### Required work
Everything from the first line of the material below through the line containing "use diesel::prelude::*;" must be retyped exactly, and nothing past it.

[Opening Data for analysis section]

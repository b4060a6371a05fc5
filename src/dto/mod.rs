//! JSON representations returned by the API.

pub mod cliente;
pub mod vehiculo;
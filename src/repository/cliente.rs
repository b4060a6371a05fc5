use chrono::Utc;
use diesel::prelude::*;

use crate::domain::cliente::{Cliente, NewCliente, UpdateCliente};
use crate::domain::types::Dni;
use crate::models::cliente::{
    Cliente as DbCliente, NewCliente as DbNewCliente, UpdateCliente as DbUpdateCliente,
};
use crate::repository::errors::{RepositoryError, RepositoryResult};
use crate::repository::{ClienteReader, ClienteWriter, DieselRepository};
use crate::schema::clientes;

impl ClienteReader for DieselRepository {
    fn get_cliente_by_dni(&self, dni: &Dni) -> RepositoryResult<Option<Cliente>> {
        let mut conn = self.conn()?;

        let cliente = clientes::table
            .find(dni.as_str())
            .first::<DbCliente>(&mut conn)
            .optional()?;

        Ok(cliente.map(Cliente::try_from).transpose()?)
    }

    fn list_clientes(&self) -> RepositoryResult<Vec<Cliente>> {
        let mut conn = self.conn()?;

        let rows = clientes::table
            .order(clientes::dni.asc())
            .load::<DbCliente>(&mut conn)?;

        rows.into_iter()
            .map(|row| Cliente::try_from(row).map_err(RepositoryError::from))
            .collect()
    }
}

impl ClienteWriter for DieselRepository {
    fn create_cliente(&self, new_cliente: &NewCliente) -> RepositoryResult<Cliente> {
        let mut conn = self.conn()?;
        let insertable = DbNewCliente::from_domain(new_cliente, Utc::now().naive_utc());

        let created = diesel::insert_into(clientes::table)
            .values(&insertable)
            .get_result::<DbCliente>(&mut conn)?;

        Ok(created.try_into()?)
    }

    fn update_cliente(&self, dni: &Dni, updates: &UpdateCliente) -> RepositoryResult<Cliente> {
        let mut conn = self.conn()?;
        let changes = DbUpdateCliente::from_domain(updates, Utc::now().naive_utc());

        let updated = diesel::update(clientes::table.find(dni.as_str()))
            .set(&changes)
            .get_result::<DbCliente>(&mut conn)?;

        Ok(updated.try_into()?)
    }

    fn update_cliente_imagen(&self, dni: &Dni, imagen: &str) -> RepositoryResult<Cliente> {
        let mut conn = self.conn()?;

        let updated = diesel::update(clientes::table.find(dni.as_str()))
            .set((
                clientes::imagen.eq(imagen),
                clientes::updated_at.eq(Utc::now().naive_utc()),
            ))
            .get_result::<DbCliente>(&mut conn)?;

        Ok(updated.try_into()?)
    }

    fn delete_cliente(&self, dni: &Dni) -> RepositoryResult<()> {
        let mut conn = self.conn()?;

        let deleted = diesel::delete(clientes::table.find(dni.as_str())).execute(&mut conn)?;
        if deleted == 0 {
            return Err(RepositoryError::NotFound);
        }
        Ok(())
    }
}
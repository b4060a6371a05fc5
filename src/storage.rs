//! Image attachment storage.
//!
//! Uploaded images are copied into a local directory under a generated name
//! and referenced by the public URL the server exposes them at.

use std::fs;
use std::io;
use std::path::{Path, PathBuf};

use thiserror::Error;
use uuid::Uuid;

/// Public path prefix the upload directory is served under.
pub const FILES_PATH: &str = "/files";

#[derive(Debug, Error)]
pub enum StorageError {
    #[error("I/O error: {0}")]
    Io(#[from] io::Error),

    #[error("unsupported content type: {0}")]
    UnsupportedContentType(String),
}

pub type StorageResult<T> = Result<T, StorageError>;

/// An uploaded image whose content type has already been checked.
#[derive(Debug, Clone, Copy)]
pub struct ImageUpload<'a> {
    /// Location of the uploaded bytes on disk.
    pub path: &'a Path,
    /// Lower-cased MIME essence, e.g. `image/png`.
    pub content_type: &'a str,
    pub size: usize,
}

pub trait ImageStorage {
    /// Persists the upload and returns the URL it is reachable at.
    fn store(&self, upload: &ImageUpload<'_>) -> StorageResult<String>;
    /// Removes a file previously returned by [`ImageStorage::store`].
    ///
    /// URLs not owned by this storage are ignored.
    fn delete(&self, url: &str) -> StorageResult<()>;
}

/// Maps an accepted image content type to the extension used on disk.
fn extension_for(content_type: &str) -> Option<&'static str> {
    match content_type {
        "image/png" => Some("png"),
        "image/jpg" | "image/jpeg" => Some("jpg"),
        "image/gif" => Some("gif"),
        _ => None,
    }
}

#[derive(Debug, Clone)]
pub struct FileSystemStorage {
    root: PathBuf,
    public_path: String,
}

impl FileSystemStorage {
    /// Opens (creating if needed) `root` as the upload directory.
    pub fn new(root: impl Into<PathBuf>, public_path: impl Into<String>) -> io::Result<Self> {
        let root = root.into();
        fs::create_dir_all(&root)?;
        Ok(Self {
            root,
            public_path: public_path.into().trim_end_matches('/').to_string(),
        })
    }

    pub fn root(&self) -> &Path {
        &self.root
    }

    /// Resolves a public URL back to a file inside `root`.
    fn local_path(&self, url: &str) -> Option<PathBuf> {
        let name = url
            .strip_prefix(self.public_path.as_str())?
            .strip_prefix('/')?;
        if name.is_empty() || name.contains('/') || name.contains('\\') || name.contains("..") {
            return None;
        }
        Some(self.root.join(name))
    }
}

impl ImageStorage for FileSystemStorage {
    fn store(&self, upload: &ImageUpload<'_>) -> StorageResult<String> {
        let extension = extension_for(upload.content_type)
            .ok_or_else(|| StorageError::UnsupportedContentType(upload.content_type.to_string()))?;
        let name = format!("{}.{extension}", Uuid::new_v4());

        fs::copy(upload.path, self.root.join(&name))?;
        log::info!("Stored image {name} ({} bytes)", upload.size);

        Ok(format!("{}/{name}", self.public_path))
    }

    fn delete(&self, url: &str) -> StorageResult<()> {
        let Some(path) = self.local_path(url) else {
            return Ok(());
        };
        match fs::remove_file(&path) {
            Ok(()) => Ok(()),
            Err(err) if err.kind() == io::ErrorKind::NotFound => Ok(()),
            Err(err) => Err(err.into()),
        }
    }
}

#[cfg(test)]
mod tests {
    use std::io::Write;

    use super::*;

    fn upload_file(bytes: &[u8]) -> tempfile::NamedTempFile {
        let mut file = tempfile::NamedTempFile::new().unwrap();
        file.write_all(bytes).unwrap();
        file
    }

    #[test]
    fn store_copies_under_generated_name() {
        let dir = tempfile::tempdir().unwrap();
        let storage = FileSystemStorage::new(dir.path(), "/files/").unwrap();
        let source = upload_file(b"\x89PNG");

        let url = storage
            .store(&ImageUpload {
                path: source.path(),
                content_type: "image/png",
                size: 4,
            })
            .unwrap();

        assert!(url.starts_with("/files/"));
        assert!(url.ends_with(".png"));
        let stored = storage.local_path(&url).unwrap();
        assert_eq!(fs::read(stored).unwrap(), b"\x89PNG");
    }

    #[test]
    fn store_rejects_unknown_types() {
        let dir = tempfile::tempdir().unwrap();
        let storage = FileSystemStorage::new(dir.path(), FILES_PATH).unwrap();
        let source = upload_file(b"hola");

        let result = storage.store(&ImageUpload {
            path: source.path(),
            content_type: "text/plain",
            size: 4,
        });

        assert!(matches!(
            result,
            Err(StorageError::UnsupportedContentType(_))
        ));
    }

    #[test]
    fn delete_removes_owned_files_and_ignores_foreign_urls() {
        let dir = tempfile::tempdir().unwrap();
        let storage = FileSystemStorage::new(dir.path(), FILES_PATH).unwrap();
        let source = upload_file(b"GIF89a");
        let url = storage
            .store(&ImageUpload {
                path: source.path(),
                content_type: "image/gif",
                size: 6,
            })
            .unwrap();
        let path = storage.local_path(&url).unwrap();

        storage.delete(&url).unwrap();
        assert!(!path.exists());
        storage.delete(&url).unwrap();

        storage.delete("https://cdn.example.com/a.png").unwrap();
        storage.delete("/files/../secret").unwrap();
        assert!(storage.local_path("/files/../secret").is_none());
    }
}
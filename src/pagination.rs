//! Offset-based paging primitives and the JSON paging envelope.

use serde::Serialize;

pub const DEFAULT_PAGE_SIZE: u32 = 10;

/// Ordering applied to a sorted listing.
#[derive(Debug, Clone, Copy, PartialEq, Eq, Default)]
pub enum SortDirection {
    #[default]
    Asc,
    Desc,
}

impl SortDirection {
    /// Only a case-insensitive `"asc"` sorts ascending; anything else,
    /// including typos, sorts descending.
    pub fn parse(value: &str) -> Self {
        if value.eq_ignore_ascii_case("asc") {
            Self::Asc
        } else {
            Self::Desc
        }
    }
}

/// Zero-based page request.
#[derive(Debug, Clone, Copy, PartialEq, Eq)]
pub struct PageRequest {
    pub page: u32,
    pub size: u32,
}

impl PageRequest {
    pub fn new(page: u32, size: u32) -> Self {
        Self { page, size }
    }

    /// Rows to skip. An offset beyond `i64::MAX` clamps there, which still
    /// lies past the last row.
    pub fn offset(&self) -> i64 {
        i64::from(self.page)
            .checked_mul(i64::from(self.size))
            .unwrap_or(i64::MAX)
    }

    pub fn limit(&self) -> i64 {
        i64::from(self.size)
    }
}

impl Default for PageRequest {
    fn default() -> Self {
        Self::new(0, DEFAULT_PAGE_SIZE)
    }
}

/// One slice of a larger result set together with the total match count.
#[derive(Debug, Clone, PartialEq)]
pub struct Page<T> {
    pub content: Vec<T>,
    pub total_elements: usize,
    pub request: PageRequest,
}

impl<T> Page<T> {
    pub fn new(content: Vec<T>, total_elements: usize, request: PageRequest) -> Self {
        Self {
            content,
            total_elements,
            request,
        }
    }

    pub fn total_pages(&self) -> usize {
        match usize::try_from(self.request.size) {
            Ok(0) => 0,
            Ok(size) => self.total_elements.div_ceil(size),
            Err(_) => usize::from(self.total_elements > 0),
        }
    }

    pub fn map<U, F: FnMut(T) -> U>(self, f: F) -> Page<U> {
        Page {
            content: self.content.into_iter().map(f).collect(),
            total_elements: self.total_elements,
            request: self.request,
        }
    }
}

/// Paging envelope returned to API clients.
#[derive(Debug, Clone, Serialize, PartialEq)]
#[serde(rename_all = "camelCase")]
pub struct PageResponse<T> {
    pub content: Vec<T>,
    pub total_pages: usize,
    pub total_elements: usize,
    pub page_size: u32,
    pub page_number: u32,
    pub total_page_elements: usize,
    /// Sort column exactly as requested.
    pub sort_by: String,
    /// Sort direction exactly as requested.
    pub direction: String,
}

impl<T> PageResponse<T> {
    pub fn of(page: Page<T>, sort_by: impl Into<String>, direction: impl Into<String>) -> Self {
        let total_pages = page.total_pages();
        Self {
            total_page_elements: page.content.len(),
            total_pages,
            total_elements: page.total_elements,
            page_size: page.request.size,
            page_number: page.request.page,
            content: page.content,
            sort_by: sort_by.into(),
            direction: direction.into(),
        }
    }
}
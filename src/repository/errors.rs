use diesel::r2d2::{Error as R2D2Error, PoolError};
use diesel::result::{DatabaseErrorKind, Error as DieselError};
use thiserror::Error;

#[derive(Debug, Error)]
pub enum RepositoryError {
    #[error("Entity not found")]
    NotFound,

    #[error("Database error: {0}")]
    DatabaseError(String),

    #[error("Validation error: {0}")]
    ValidationError(String),

    #[error("Connection error: {0}")]
    ConnectionError(String),

    #[error("Constraint violation: {0}")]
    ConstraintViolation(String),

    #[error("Unexpected error: {0}")]
    Unexpected(String),
}

pub type RepositoryResult<T> = Result<T, RepositoryError>;

fn constraint_label(kind: &DatabaseErrorKind) -> Option<&'static str> {
    match kind {
        DatabaseErrorKind::UniqueViolation => Some("Unique constraint violation"),
        DatabaseErrorKind::ForeignKeyViolation => Some("Foreign key constraint violation"),
        DatabaseErrorKind::NotNullViolation => Some("Not null constraint violation"),
        DatabaseErrorKind::CheckViolation => Some("Check constraint violation"),
        _ => None,
    }
}

impl From<DieselError> for RepositoryError {
    fn from(err: DieselError) -> Self {
        match err {
            DieselError::NotFound => RepositoryError::NotFound,

            DieselError::DatabaseError(kind, info) => {
                let message = info.message().to_string();
                match constraint_label(&kind) {
                    Some(label) => RepositoryError::ConstraintViolation(format!("{label}: {message}")),
                    None => RepositoryError::DatabaseError(message),
                }
            }

            DieselError::SerializationError(e) => {
                RepositoryError::ValidationError(format!("Serialization error: {e}"))
            }

            DieselError::DeserializationError(e) => {
                RepositoryError::ValidationError(format!("Deserialization error: {e}"))
            }

            DieselError::QueryBuilderError(e) => {
                RepositoryError::ValidationError(format!("Query builder error: {e}"))
            }

            DieselError::RollbackTransaction
            | DieselError::AlreadyInTransaction
            | DieselError::NotInTransaction
            | DieselError::BrokenTransactionManager => {
                RepositoryError::DatabaseError(format!("Transaction error: {err}"))
            }

            _ => RepositoryError::Unexpected(format!("Unexpected diesel error: {err}")),
        }
    }
}

impl From<R2D2Error> for RepositoryError {
    fn from(err: R2D2Error) -> Self {
        RepositoryError::ConnectionError(err.to_string())
    }
}

impl From<PoolError> for RepositoryError {
    fn from(err: PoolError) -> Self {
        RepositoryError::ConnectionError(err.to_string())
    }
}

#[cfg(test)]
mod tests {
    use super::*;

    #[test]
    fn not_found_maps_to_not_found() {
        assert!(matches!(
            RepositoryError::from(DieselError::NotFound),
            RepositoryError::NotFound
        ));
    }

    #[test]
    fn transaction_errors_are_database_errors() {
        assert!(matches!(
            RepositoryError::from(DieselError::RollbackTransaction),
            RepositoryError::DatabaseError(_)
        ));
    }
}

[Closing Data for analysis section]

### Result of the exercise
repository b4060a6371a05fc5
filename src/dto/mod.rs
//! JSON representations returned by the API.

pub mod cliente;
pub mod vehiculo;
filename src/repository/cliente.rs
repository b4060a6371a05fc5
use chrono::Utc;
use diesel::prelude::*;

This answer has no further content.